Asked about what she missed the most about her husband, Charmaine said it was his smart sense of humor, and the friendship that the two of them shared way back in high school.

“As a father, he’s very responsible. He loves our kids so much and he works hard for them,” she said. “I don’t want to sound cliché, but he’s like that—he wants the best of everything for us. He is also very protective of his siblings and he loves his parents so much.”

“I miss everything about him—his being a good father. But most of all, he was my best friend. I will miss everything—all the little things we did together every day,” she added.

Hard work, determination

Charmaine said that Bryan tried to convince their daughter to think about taking up law than pursuing a career in medicine or fashion designing.

“I told my daughter that their father is having an eternal vacation with God. She cried… He was trying to convince her to pursue law, that she could be a lawyer, too. Our daughter’s reasoning is quite different from other kids her age, parang pilosopo ba. She’s smart like her dad. She knows how to reason her way out of an argument,” she said as she broke into a small laugh.

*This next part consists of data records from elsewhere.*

//! The UGI/UCI-like line protocol driven synchronously against one
//! [`EngineProcess`]. Grounded on `ugi_input.rs`'s per-command parsing
//! (`handle_option`, `handle_info`, `handle_bestmove`) and
//! `player.rs::limit_to_ugi`'s `go` command construction, but pulled
//! instead of pushed: every method here blocks the calling thread until
//! its deadline, rather than handing control to a background reader
//! thread that mutates shared state.

use crate::data::{EngineConfig, Protocol};
use crate::error::ProtocolError;
use crate::transport::EngineProcess;
use gears::ugi::{EngineOption, EngineOptionName, EngineOptionType, UgiCheck, UgiSpin, UgiString};
use std::time::{Duration, Instant};

/// One engine's `info` line, decomposed. PV is kept as raw tokens;
/// validating them against the current position is the match executor's
/// job, not the protocol driver's (`handle_info`'s "stop at the first
/// unparseable token, never raise an error" behavior — see DESIGN.md's
/// resolved Open Question on PV verification).
#[derive(Debug, Clone, Default)]
pub struct EngineInfo {
    pub depth: Option<u32>,
    pub seldepth: Option<u32>,
    pub time: Option<Duration>,
    pub nodes: Option<u64>,
    pub nps: Option<u64>,
    pub hashfull: Option<u32>,
    pub tbhits: Option<u64>,
    pub score_cp: Option<i64>,
    pub score_mate: Option<i32>,
    pub pv: Vec<String>,
    pub string: Option<String>,
}

/// The result of waiting for a `bestmove`: either the move (with any
/// trailing `ponder` move) or one of the failure modes that should end
/// the game rather than be retried.
#[derive(Debug, Clone)]
pub enum BestMoveOutcome {
    Move { mov: String, ponder: Option<String>, last_info: EngineInfo },
    Timeout,
    Disconnected,
}

pub struct Driver {
    process: EngineProcess,
    pub proto: Protocol,
    pub id_name: Option<String>,
    pub id_author: Option<String>,
    pub options: Vec<EngineOption>,
}

/// Initialization-timeout constant for the `uci`/`uciok` and
/// `ucinewgame`/`isready`/`readyok` handshakes (distilled spec §4.2/§5).
const HANDSHAKE_TIMEOUT: Duration = Duration::from_secs(60);

impl Driver {
    pub fn new(process: EngineProcess, proto: Protocol) -> Self {
        Self { process, proto, id_name: None, id_author: None, options: Vec::new() }
    }

    fn hello(&self) -> &'static str {
        match self.proto {
            Protocol::Uci => "uci",
            Protocol::Ugi => "ugi",
        }
    }

    fn ok_prefix(&self) -> &'static str {
        match self.proto {
            Protocol::Uci => "uciok",
            Protocol::Ugi => "ugiok",
        }
    }

    /// `uci`/`ugi` handshake: send the hello word, collect `id`/`option`
    /// lines until the matching `*ok` arrives.
    pub fn handshake(&mut self) -> Result<(), ProtocolError> {
        self.process.send_line(self.hello())?;
        let deadline = Instant::now() + HANDSHAKE_TIMEOUT;
        let (lines, terminator) = self.process.read_until(self.ok_prefix(), deadline)?;
        if terminator.is_none() {
            return Err(ProtocolError::Transport(
                crate::error::TransportError::Timeout(HANDSHAKE_TIMEOUT),
            ));
        }
        for line in lines {
            self.handle_handshake_line(&line);
        }
        Ok(())
    }

    fn handle_handshake_line(&mut self, line: &str) {
        let mut words = line.split_whitespace();
        match words.next() {
            Some("id") => match words.next() {
                Some("name") => self.id_name = Some(words.collect::<Vec<_>>().join(" ")),
                Some("author") => self.id_author = Some(words.collect::<Vec<_>>().join(" ")),
                _ => {}
            },
            Some("option") => {
                if let Some(opt) = parse_option_line(words) {
                    self.options.push(opt);
                }
            }
            _ => {}
        }
    }

    pub fn is_ready(&mut self, timeout: Duration) -> Result<bool, ProtocolError> {
        self.process.send_line("isready")?;
        let deadline = Instant::now() + timeout;
        let (_, terminator) = self.process.read_until("readyok", deadline)?;
        Ok(terminator.is_some())
    }

    pub fn new_game(&mut self) -> Result<(), ProtocolError> {
        let cmd = match self.proto {
            Protocol::Uci => "ucinewgame",
            Protocol::Ugi => "uginewgame",
        };
        self.process.send_line(cmd)?;
        Ok(())
    }

    pub fn set_option(&mut self, name: &str, value: &str) -> Result<(), ProtocolError> {
        self.process.send_line(&format!("setoption name {name} value {value}"))
    }

    pub fn set_position(&mut self, fen: &str, moves: &[String]) -> Result<(), ProtocolError> {
        let mut cmd = format!("position fen {fen}");
        if !moves.is_empty() {
            cmd.push_str(" moves ");
            cmd.push_str(&moves.join(" "));
        }
        self.process.send_line(&cmd)
    }

    /// Builds the `go ...` command. Direct port of
    /// `player.rs::limit_to_ugi`: `wtime/winc/btime/binc` always sent
    /// together when a clock is active, `depth`/`nodes`/`movetime` as
    /// fixed overrides, falling back to `go infinite` if nothing is set.
    pub fn build_go(
        &self,
        wtime: Option<Duration>,
        btime: Option<Duration>,
        winc: Duration,
        binc: Duration,
        movestogo: Option<usize>,
        movetime: Option<Duration>,
        depth: Option<u32>,
        nodes: Option<u64>,
    ) -> String {
        let mut parts = vec!["go".to_string()];
        let mut any = false;
        if let Some(wtime) = wtime {
            parts.push(format!("wtime {}", wtime.as_millis()));
            parts.push(format!("winc {}", winc.as_millis()));
            any = true;
        }
        if let Some(btime) = btime {
            parts.push(format!("btime {}", btime.as_millis()));
            parts.push(format!("binc {}", binc.as_millis()));
            any = true;
        }
        if let Some(movestogo) = movestogo {
            parts.push(format!("movestogo {movestogo}"));
            any = true;
        }
        if let Some(depth) = depth {
            parts.push(format!("depth {depth}"));
            any = true;
        }
        if let Some(nodes) = nodes {
            parts.push(format!("nodes {nodes}"));
            any = true;
        }
        if let Some(movetime) = movetime {
            parts.push(format!("movetime {}", movetime.as_millis()));
            any = true;
        }
        if !any {
            return "go infinite".to_string();
        }
        parts.join(" ")
    }

    pub fn go(&mut self, go_cmd: &str) -> Result<(), ProtocolError> {
        self.process.send_line(go_cmd)
    }

    pub fn send_stop(&mut self) -> Result<(), ProtocolError> {
        self.process.send_line("stop")
    }

    /// Waits for `bestmove`, recording the last `info` line seen along
    /// the way (matching `handle_bestmove`'s "stop the clock before
    /// parsing the move" ordering is the caller's job: the caller records
    /// the wall-clock elapsed time around this call, not inside it).
    pub fn wait_for_best_move(&mut self, deadline: Instant) -> Result<BestMoveOutcome, ProtocolError> {
        let mut last_info = EngineInfo::default();
        loop {
            match self.process.read_line(deadline) {
                Ok(None) => return Ok(BestMoveOutcome::Timeout),
                Err(crate::error::TransportError::Disconnected) => {
                    return Ok(BestMoveOutcome::Disconnected)
                }
                Err(e) => return Err(e.into()),
                Ok(Some(line)) => {
                    let mut words = line.split_whitespace();
                    match words.next() {
                        Some("info") => last_info = parse_info_line(words),
                        Some("bestmove") => {
                            let mov = words.next().map(str::to_string);
                            let ponder =
                                if words.next() == Some("ponder") { words.next().map(str::to_string) } else { None };
                            return match mov {
                                Some(mov) => Ok(BestMoveOutcome::Move { mov, ponder, last_info }),
                                None => Err(ProtocolError::Unexpected {
                                    while_doing: "waiting for bestmove".to_string(),
                                    line,
                                }),
                            };
                        }
                        _ => {}
                    }
                }
            }
        }
    }

    pub fn quit(&mut self) {
        self.process.terminate();
    }
}

fn parse_info_line(mut words: std::str::SplitWhitespace) -> EngineInfo {
    let mut info = EngineInfo::default();
    while let Some(tok) = words.next() {
        match tok {
            "depth" => info.depth = words.next().and_then(|s| s.parse().ok()),
            "seldepth" => info.seldepth = words.next().and_then(|s| s.parse().ok()),
            "nodes" => info.nodes = words.next().and_then(|s| s.parse().ok()),
            "nps" => info.nps = words.next().and_then(|s| s.parse().ok()),
            "hashfull" => info.hashfull = words.next().and_then(|s| s.parse().ok()),
            "tbhits" => info.tbhits = words.next().and_then(|s| s.parse().ok()),
            "time" => {
                info.time = words.next().and_then(|s| s.parse::<u64>().ok()).map(Duration::from_millis)
            }
            "score" => match words.next() {
                Some("cp") => info.score_cp = words.next().and_then(|s| s.parse().ok()),
                Some("mate") => info.score_mate = words.next().and_then(|s| s.parse().ok()),
                Some("lowerbound") | Some("upperbound") => {}
                _ => {}
            },
            "pv" => {
                info.pv = words.by_ref().map(str::to_string).collect();
                break;
            }
            "string" => {
                info.string = Some(words.by_ref().collect::<Vec<_>>().join(" "));
                break;
            }
            _ => {}
        }
    }
    info
}

fn parse_option_line(mut words: std::str::SplitWhitespace) -> Option<EngineOption> {
    if words.next() != Some("name") {
        return None;
    }
    let mut name_parts = Vec::new();
    let mut typ = None;
    for w in words.by_ref() {
        if w == "type" {
            typ = words.next();
            break;
        }
        name_parts.push(w);
    }
    let name: EngineOptionName = name_parts.join(" ").parse().ok()?;
    let mut default = None;
    let mut min = None;
    let mut max = None;
    let mut vars = Vec::new();
    let mut rest = Vec::new();
    let mut cur: Option<&str> = None;
    for w in words {
        match w {
            "default" | "min" | "max" | "var" => cur = Some(w),
            _ => match cur {
                Some("default") => default = Some(w.to_string()),
                Some("min") => min = w.parse().ok(),
                Some("max") => max = w.parse().ok(),
                Some("var") => vars.push(w.to_string()),
                _ => rest.push(w),
            },
        }
    }
    let value = match typ? {
        "check" => EngineOptionType::Check(UgiCheck {
            val: default.as_deref() == Some("true"),
            default: default.as_deref().map(|d| d == "true"),
        }),
        "spin" => EngineOptionType::Spin(UgiSpin {
            val: default.as_deref().and_then(|d| d.parse().ok()).unwrap_or(0),
            default: default.as_deref().and_then(|d| d.parse().ok()),
            min,
            max,
        }),
        "combo" => EngineOptionType::Combo(gears::ugi::UgiCombo {
            val: default.clone().unwrap_or_default(),
            default,
            options: vars,
        }),
        "button" => EngineOptionType::Button,
        "string" => EngineOptionType::UString(UgiString {
            val: default.clone().unwrap_or_default(),
            default,
        }),
        _ => return None,
    };
    Some(EngineOption { name, value })
}

/// Derives the handshake/go-command wiring for an [`EngineConfig`].
pub fn protocol_for(config: &EngineConfig) -> Protocol {
    config.proto
}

When asked why he wanted to be a lawyer, Charmaine said Bryan once told her “so my daughter can say that my dad is a lawyer.”

When the time comes, Charmaine said she was hoping to tell their children of their father’s story of hard work and determination, and hopefully “inspire them to their best” in everything that they do.

“You should work hard to achieve your dreams and there’s no easy way to achieve them. If you really want something, you should work for it step by step. It will not land on your lap unless you work hard for it,” she said.

“Like your dad, you have to work to be where you want to be. He was like that—if he wants something, he earns it with patience and perseverance, and not just beg for it. He wants to be deserving of his achievements,” Charmaine added.

For Artemio, the bar exam result was just the beginning of better things to come for their family, which they will embrace with a lighter and more accepting heart as they move forward from the tragedy.

“I tell them that we have to overcome this tragedy in honor of Bryan, and pray that he will be at peace. We are victims here and we are also grieving, but at this point in time, there is no more anger in the heart,” he said.